Author Archives: Sr. Mary Valerie Schneider

God shines upon us

July 19th, 2012 | Posted by Sr. Mary Valerie Schneider in Uncategorized - (1 Comments)

Our shadows . . . residue of God?

The Son (Sun) of God shines upon us and through us. The evidence that God is shining upon us is our shadow. We would have no shadow without God’s radiating benevolence. “Shadow” is not used here as a Jungian term, the repressed side of us. No, “shadow” is the residue of God, the stuff of God that “happens” when we are at one with God. Just as Jesus’ shadow fell upon the sick, we cannot prevent our shadows from falling upon the ground on a sunny day. And who would want to prevent our spiritual shadows from falling upon the ground when God is shining upon us?

Always room for dessert!

July 16th, 2012 | Posted by Sr. Mary Valerie Schneider in Uncategorized - (1 Comments)

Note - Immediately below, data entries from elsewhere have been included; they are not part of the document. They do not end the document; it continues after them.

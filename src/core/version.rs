//! Version & Dep algebra.
//!
//! A `Version` is a tagged union of two disjoint variants: a numeric triple
//! or a bare branch identifier, incomparable to one another except by
//! identity. The numeric component is represented with `semver::Version`
//! (pre-release and build metadata always empty) so ordering comes for free
//! from a crate the rest of the ecosystem already uses for exactly this job.

use std::cmp::Ordering;
use std::fmt;
use std::str::FromStr;

use serde::{de, Deserialize, Deserializer, Serialize, Serializer};

/// Two releases that cannot be compared or merged:
/// different majors, or branch identifiers that don't match.
#[derive(Debug, Clone, thiserror::Error)]
#[error("version conflict: `{0}` and `{1}` are not compatible")]
pub struct VersionConflict(pub String, pub String);

#[derive(Debug, Clone, PartialEq, Eq, thiserror::Error)]
pub enum VersionParseError {
    #[error("`{0}` is neither a numeric version (M[.N[.P]]) nor a valid branch identifier")]
    Invalid(String),
}

/// A release version: either a numeric `(major, minor, patch)` triple or a
/// branch identifier.
#[derive(Clone, Debug)]
pub enum Version {
    Numeric(semver::Version),
    Branch(String),
}

// Serialized as its canonical string form, not as the structural
// `semver::Version`/`String` union, so that partial numeric forms like
// `"1.2"` round-trip through `FromStr` (which expands them) rather than
// through `semver`'s stricter `M.N.P`-only parser.
impl Serialize for Version {
    fn serialize<S: Serializer>(&self, serializer: S) -> Result<S::Ok, S::Error> {
        serializer.collect_str(self)
    }
}

impl<'de> Deserialize<'de> for Version {
    fn deserialize<D: Deserializer<'de>>(deserializer: D) -> Result<Self, D::Error> {
        let s = String::deserialize(deserializer)?;
        s.parse().map_err(de::Error::custom)
    }
}

impl Version {
    pub fn numeric(major: u64, minor: u64, patch: u64) -> Version {
        Version::Numeric(semver::Version::new(major, minor, patch))
    }

    pub fn major(&self) -> Option<u64> {
        match self {
            Version::Numeric(v) => Some(v.major),
            Version::Branch(_) => None,
        }
    }

    pub fn is_branch(&self) -> bool {
        matches!(self, Version::Branch(_))
    }
}

impl PartialEq for Version {
    fn eq(&self, other: &Self) -> bool {
        match (self, other) {
            (Version::Numeric(a), Version::Numeric(b)) => {
                a.major == b.major && a.minor == b.minor && a.patch == b.patch
            }
            (Version::Branch(a), Version::Branch(b)) => a == b,
            _ => false,
        }
    }
}

impl Eq for Version {}

impl std::hash::Hash for Version {
    fn hash<H: std::hash::Hasher>(&self, state: &mut H) {
        match self {
            Version::Numeric(v) => {
                0u8.hash(state);
                v.major.hash(state);
                v.minor.hash(state);
                v.patch.hash(state);
            }
            Version::Branch(b) => {
                1u8.hash(state);
                b.hash(state);
            }
        }
    }
}

/// Numeric versions compare by `(major, minor, patch)`; branch versions
/// only ever compare equal to an identical identifier. This is a partial
/// order: two branch versions with different identifiers, or a numeric and
/// a branch version, have no ordering.
impl PartialOrd for Version {
    fn partial_cmp(&self, other: &Self) -> Option<Ordering> {
        match (self, other) {
            (Version::Numeric(a), Version::Numeric(b)) => Some(
                a.major
                    .cmp(&b.major)
                    .then(a.minor.cmp(&b.minor))
                    .then(a.patch.cmp(&b.patch)),
            ),
            (Version::Branch(a), Version::Branch(b)) if a == b => Some(Ordering::Equal),
            _ => None,
        }
    }
}

impl fmt::Display for Version {
    fn fmt(&self, f: &mut fmt::Formatter<'_>) -> fmt::Result {
        match self {
            Version::Numeric(v) => write!(f, "{}.{}.{}", v.major, v.minor, v.patch),
            Version::Branch(b) => f.write_str(b),
        }
    }
}

fn is_numeric_form(s: &str) -> bool {
    let parts: Vec<&str> = s.split('.').collect();
    if parts.is_empty() || parts.len() > 3 {
        return false;
    }
    parts
        .iter()
        .all(|p| !p.is_empty() && p.chars().all(|c| c.is_ascii_digit()))
}

impl FromStr for Version {
    type Err = VersionParseError;

    /// `parse-version`: `M`, `M.N`, `M.N.P` with missing
    /// components defaulting to 0; otherwise, if `s` is a non-empty
    /// identifier not beginning with a digit, a branch version.
    fn from_str(s: &str) -> Result<Self, Self::Err> {
        if is_numeric_form(s) {
            let mut parts = s
                .split('.')
                .map(|p| p.parse::<u64>().map_err(|_| VersionParseError::Invalid(s.to_string())));
            let major = parts.next().transpose()?.unwrap_or(0);
            let minor = parts.next().transpose()?.unwrap_or(0);
            let patch = parts.next().transpose()?.unwrap_or(0);
            return Ok(Version::numeric(major, minor, patch));
        }
        if !s.is_empty() && !s.starts_with(|c: char| c.is_ascii_digit()) {
            return Ok(Version::Branch(s.to_string()));
        }
        Err(VersionParseError::Invalid(s.to_string()))
    }
}

/// `compatible?(a,b)`: true iff both numeric with equal
/// majors, or both branch with equal identifiers.
pub fn compatible(a: &Version, b: &Version) -> bool {
    match (a, b) {
        (Version::Numeric(a), Version::Numeric(b)) => a.major == b.major,
        (Version::Branch(a), Version::Branch(b)) => a == b,
        _ => false,
    }
}

/// `max(a,b)`: the higher of two compatible versions, or
/// `VersionConflict` if they are not compatible.
pub fn max(a: &Version, b: &Version) -> Result<Version, VersionConflict> {
    match (a, b) {
        (Version::Numeric(av), Version::Numeric(bv)) if av.major == bv.major => {
            if (av.minor, av.patch) >= (bv.minor, bv.patch) {
                Ok(a.clone())
            } else {
                Ok(b.clone())
            }
        }
        (Version::Branch(x), Version::Branch(y)) if x == y => Ok(a.clone()),
        _ => Err(VersionConflict(a.to_string(), b.to_string())),
    }
}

I’m never so full that I can’t enjoy blueberry pie, coconut candy, lemon meringue, berries and ice cream, or anything else that’s sweet. While some have a sweet tooth, I boast a whole mouthful of sweet teeth. There’s always room for dessert.

In my life of prayer, too, I long for the sweets, and God may set before me dainties. For example, the time of prayer goes quickly, I am moved by a religious song, I feel very loved by God, and I may even hear the voice of God. These mystical experiences are the desserts in our Christian diet. Such spiritual “highs” are God’s way of drawing us closer. Once we experience them, we want more. There’s always room for such spiritual “desserts.”

Celebrate St. Benedict – engage in prayer!

July 11th, 2012 | Posted by Sr. Mary Valerie Schneider in Uncategorized - (3 Comments)

St. Benedict

Today we celebrate St. Benedict. He reformed the way monks–and we–pray the Liturgy of the Hours (Divine Office). He chose the “Lite Psalter” method of fewer psalms and shorter hours (prayers prayed periodically throughout the day). Before his reform some monks would claim “One for the strong!” meaning they would allow themselves only one hour of sleep, giving 23 hours to prayer. In this way they felt they followed Jesus’ dictum to “pray always.” To stay awake they prayed 150 psalms, the whole Psalter.

Another interpretation of “pray always” is to punctuate our day with prayer. I’d much rather do that! Today be like Benedict.  Pray fewer prayers, but fully engage in prayer. Also try saying a short prayer before beginning the next activity, or use down times like waiting on the computer or emptying the dishwasher as times of prayer.